Danielle Honnette

Physical Therapy Residency


Describe your career path from residency graduation to your current position.

After residency, I chose to stay on with ProRehab and give back to the program. I understood there was still more learning to be done and I wasn't certain where I wanted to go next. I became the team PT for the softball team at UE and a mentor within the residency specifically within the UE athletic training room where I would spend one afternoon a week working alongside current residents and assisting the athletic trainers with more challenging cases. Additionally, while at ProRehab - I was a part of a team that developed a new transitional training program, ProMotion - using data to direct programming and improve movement.

I then decided to make a jump to another facility in Ocala, Florida with Mountain River Physical Therapy. This opportunity provided a different clinical experience alongside a full performance facility. I made connections with the local Junior College in town and started working with their very talented baseball team. Relationships and connections eventually brought about the opportunity to move into my new position with the Minnesota Twins as a Minor League Physical Therapist.

What are you passionate about in your work?

I love problem-solving and helping athletes get back on the field, but even more so I love teaching them and educating them to take ownership in the process. Sometimes I think we make the problem more than what it is, and I love trying to simplify it. Additionally, being in an environment where I can learn from those around me and have a team of different professionals to get a better understanding of how to solve a problem - that's where the challenge is, but also where great things can happen.

How did the residency experience help shape your success?

The UE & ProRehab Sports Residency really laid a great foundation for me - I sought it out specifically to learn how to become a “sports expert” but came away with so much more than that. The community, support, and feedback from my residency family are probably first and foremost. The relationships I formed have been pivotal in my career. Additionally, residency allowed me a lot of different opportunities outside of the day to day of clinic-life that allowed me to explore and figure out what I really enjoy.

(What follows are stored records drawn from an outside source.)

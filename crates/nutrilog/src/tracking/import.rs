use std::io::Read;

use chrono::NaiveDate;
use serde::{Deserialize, Deserializer};

/// One parsed line of a daily-log export: which metric was observed, on
/// which day, and at what value.
#[derive(Debug, Clone, PartialEq)]
pub struct DailyLogRow {
    pub metric: String,
    pub date: NaiveDate,
    pub value: f64,
}

#[derive(Debug)]
pub enum DailyLogImportError {
    Csv(csv::Error),
    MissingMetric { line: u64 },
    InvalidDate { line: u64, raw: String },
    InvalidValue { line: u64, raw: String },
}

impl std::fmt::Display for DailyLogImportError {
    fn fmt(&self, f: &mut std::fmt::Formatter<'_>) -> std::fmt::Result {
        match self {
            DailyLogImportError::Csv(err) => write!(f, "invalid daily log CSV data: {}", err),
            DailyLogImportError::MissingMetric { line } => {
                write!(f, "line {line}: metric name is empty")
            }
            DailyLogImportError::InvalidDate { line, raw } => {
                write!(f, "line {line}: '{raw}' is not a YYYY-MM-DD date")
            }
            DailyLogImportError::InvalidValue { line, raw } => {
                write!(f, "line {line}: '{raw}' is not a finite number")
            }
        }
    }
}

impl std::error::Error for DailyLogImportError {
    fn source(&self) -> Option<&(dyn std::error::Error + 'static)> {
        match self {
            DailyLogImportError::Csv(err) => Some(err),
            _ => None,
        }
    }
}

impl From<csv::Error> for DailyLogImportError {
    fn from(err: csv::Error) -> Self {
        Self::Csv(err)
    }
}

/// Reads `Metric,Date,Value` CSV exports into daily log rows.
pub struct DailyLogImporter;

impl DailyLogImporter {
    pub fn from_reader<R: Read>(reader: R) -> Result<Vec<DailyLogRow>, DailyLogImportError> {
        let mut csv_reader = csv::ReaderBuilder::new()
            .trim(csv::Trim::All)
            .from_reader(reader);
        let mut rows = Vec::new();

        for (index, record) in csv_reader.deserialize::<DailyLogLine>().enumerate() {
            // Data starts on line 2, after the header row.
            let line = index as u64 + 2;
            let raw = record?;

            let metric = raw
                .metric
                .ok_or(DailyLogImportError::MissingMetric { line })?;

            let date_text = raw
                .date
                .ok_or_else(|| DailyLogImportError::InvalidDate {
                    line,
                    raw: String::new(),
                })?;
            let date = NaiveDate::parse_from_str(&date_text, "%Y-%m-%d").map_err(|_| {
                DailyLogImportError::InvalidDate {
                    line,
                    raw: date_text.clone(),
                }
            })?;

            let value_text = raw
                .value
                .ok_or_else(|| DailyLogImportError::InvalidValue {
                    line,
                    raw: String::new(),
                })?;
            let value: f64 =
                value_text
                    .parse()
                    .map_err(|_| DailyLogImportError::InvalidValue {
                        line,
                        raw: value_text.clone(),
                    })?;
            if !value.is_finite() {
                return Err(DailyLogImportError::InvalidValue {
                    line,
                    raw: value_text,
                });
            }

            rows.push(DailyLogRow {
                metric,
                date,
                value,
            });
        }

        Ok(rows)
    }
}

#[derive(Debug, Deserialize)]
struct DailyLogLine {
    #[serde(rename = "Metric", default, deserialize_with = "empty_string_as_none")]
    metric: Option<String>,
    #[serde(rename = "Date", default, deserialize_with = "empty_string_as_none")]
    date: Option<String>,
    #[serde(rename = "Value", default, deserialize_with = "empty_string_as_none")]
    value: Option<String>,
}

fn empty_string_as_none<'de, D>(deserializer: D) -> Result<Option<String>, D::Error>
where
    D: Deserializer<'de>,
{
    let opt = Option::<String>::deserialize(deserializer)?;
    Ok(opt.filter(|value| !value.trim().is_empty()))
}

/// Case- and whitespace-insensitive key for matching export rows against
/// catalog metric names.
pub(crate) fn normalize_metric_name(raw: &str) -> String {
    raw.trim().to_lowercase()
}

Advice for current DPT students?

Look at every experience as something to learn and grow from - the clinical rotation or setting you may not love still provides insight and value. While you may not be doing exactly what you want out of school - you can make it into something that helps you get to where you want to be with a growth mindset. Explore different opportunities and accept challenges. There is always an opportunity to be found, and finding individuals to surround yourself with to help you see that is imperative. Don't shy away from change because it's scary, because it is guaranteed growth and sometimes the best growth opportunity you weren't expecting.

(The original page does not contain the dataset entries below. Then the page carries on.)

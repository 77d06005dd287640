use chrono::NaiveDate;
use serde::{Deserialize, Serialize};

use super::super::domain::{DailyRecord, Goal, GoalOperator};
use super::rules::within_target;

/// Aggregated goal performance over one evaluation window.
#[derive(Debug, Clone, PartialEq, Serialize, Deserialize)]
pub struct GoalSummary {
    pub total_days: usize,
    pub days_within_target: usize,
    pub missed_target_days: usize,
    pub daily_average: f64,
    pub daily_deficit: f64,
    pub target_value: f64,
    pub operator: GoalOperator,
}

impl GoalSummary {
    /// Share of tracked days that met the goal, in `0.0..=1.0`. Suppressed
    /// instead of dividing by zero when the window holds no records.
    pub fn within_target_ratio(&self) -> Option<f64> {
        if self.total_days == 0 {
            return None;
        }
        Some(self.days_within_target as f64 / self.total_days as f64)
    }
}

pub(crate) fn mean(values: &[f64]) -> f64 {
    if values.is_empty() {
        return 0.0;
    }
    values.iter().sum::<f64>() / values.len() as f64
}

/// Reduce an already-windowed record set against its goal.
///
/// Absent when the set is empty, so "no data yet" stays distinguishable
/// from a window where every day missed the target.
pub(crate) fn summarize(records: &[DailyRecord], goal: &Goal) -> Option<GoalSummary> {
    if records.is_empty() {
        return None;
    }

    let values: Vec<f64> = records.iter().map(|record| record.value).collect();
    let days_within_target = records
        .iter()
        .filter(|record| within_target(record.value, goal))
        .count();
    let daily_average = mean(&values);
    let daily_deficit = match goal.operator {
        GoalOperator::AtLeast => (goal.target_value - daily_average).max(0.0),
        GoalOperator::AtMost => (daily_average - goal.target_value).max(0.0),
    };

    Some(GoalSummary {
        total_days: records.len(),
        days_within_target,
        missed_target_days: records.len() - days_within_target,
        daily_average,
        daily_deficit,
        target_value: goal.target_value,
        operator: goal.operator,
    })
}

/// Chart-ready point carrying the day's value and the goal target, if any.
#[derive(Debug, Clone, PartialEq, Serialize, Deserialize)]
pub struct TrendPoint {
    pub date: NaiveDate,
    pub value: f64,
    #[serde(skip_serializing_if = "Option::is_none")]
    pub target: Option<f64>,
}

/// Build the display series for trend rendering. Points are sorted
/// ascending by date before any sequential structure is derived from them;
/// the summary statistics themselves do not depend on input order.
pub(crate) fn trend_points(records: &[DailyRecord], target: Option<f64>) -> Vec<TrendPoint> {
    let mut points: Vec<TrendPoint> = records
        .iter()
        .map(|record| TrendPoint {
            date: record.date,
            value: record.value,
            target,
        })
        .collect();
    points.sort_by_key(|point| point.date);
    points
}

Anything else you would like to share about the profession or your residency experience?

The gamechanger for me was being told very early in my career, “You have permission to fail, and I expect it. If you're not failing, you're not growing. The only thing that would actually be considered a failure is if you pretend to have it all together, to have all the answers, and don't ask questions.” I don't think we hear this enough as a student, as a resident, or even as a practicing “experienced” professional.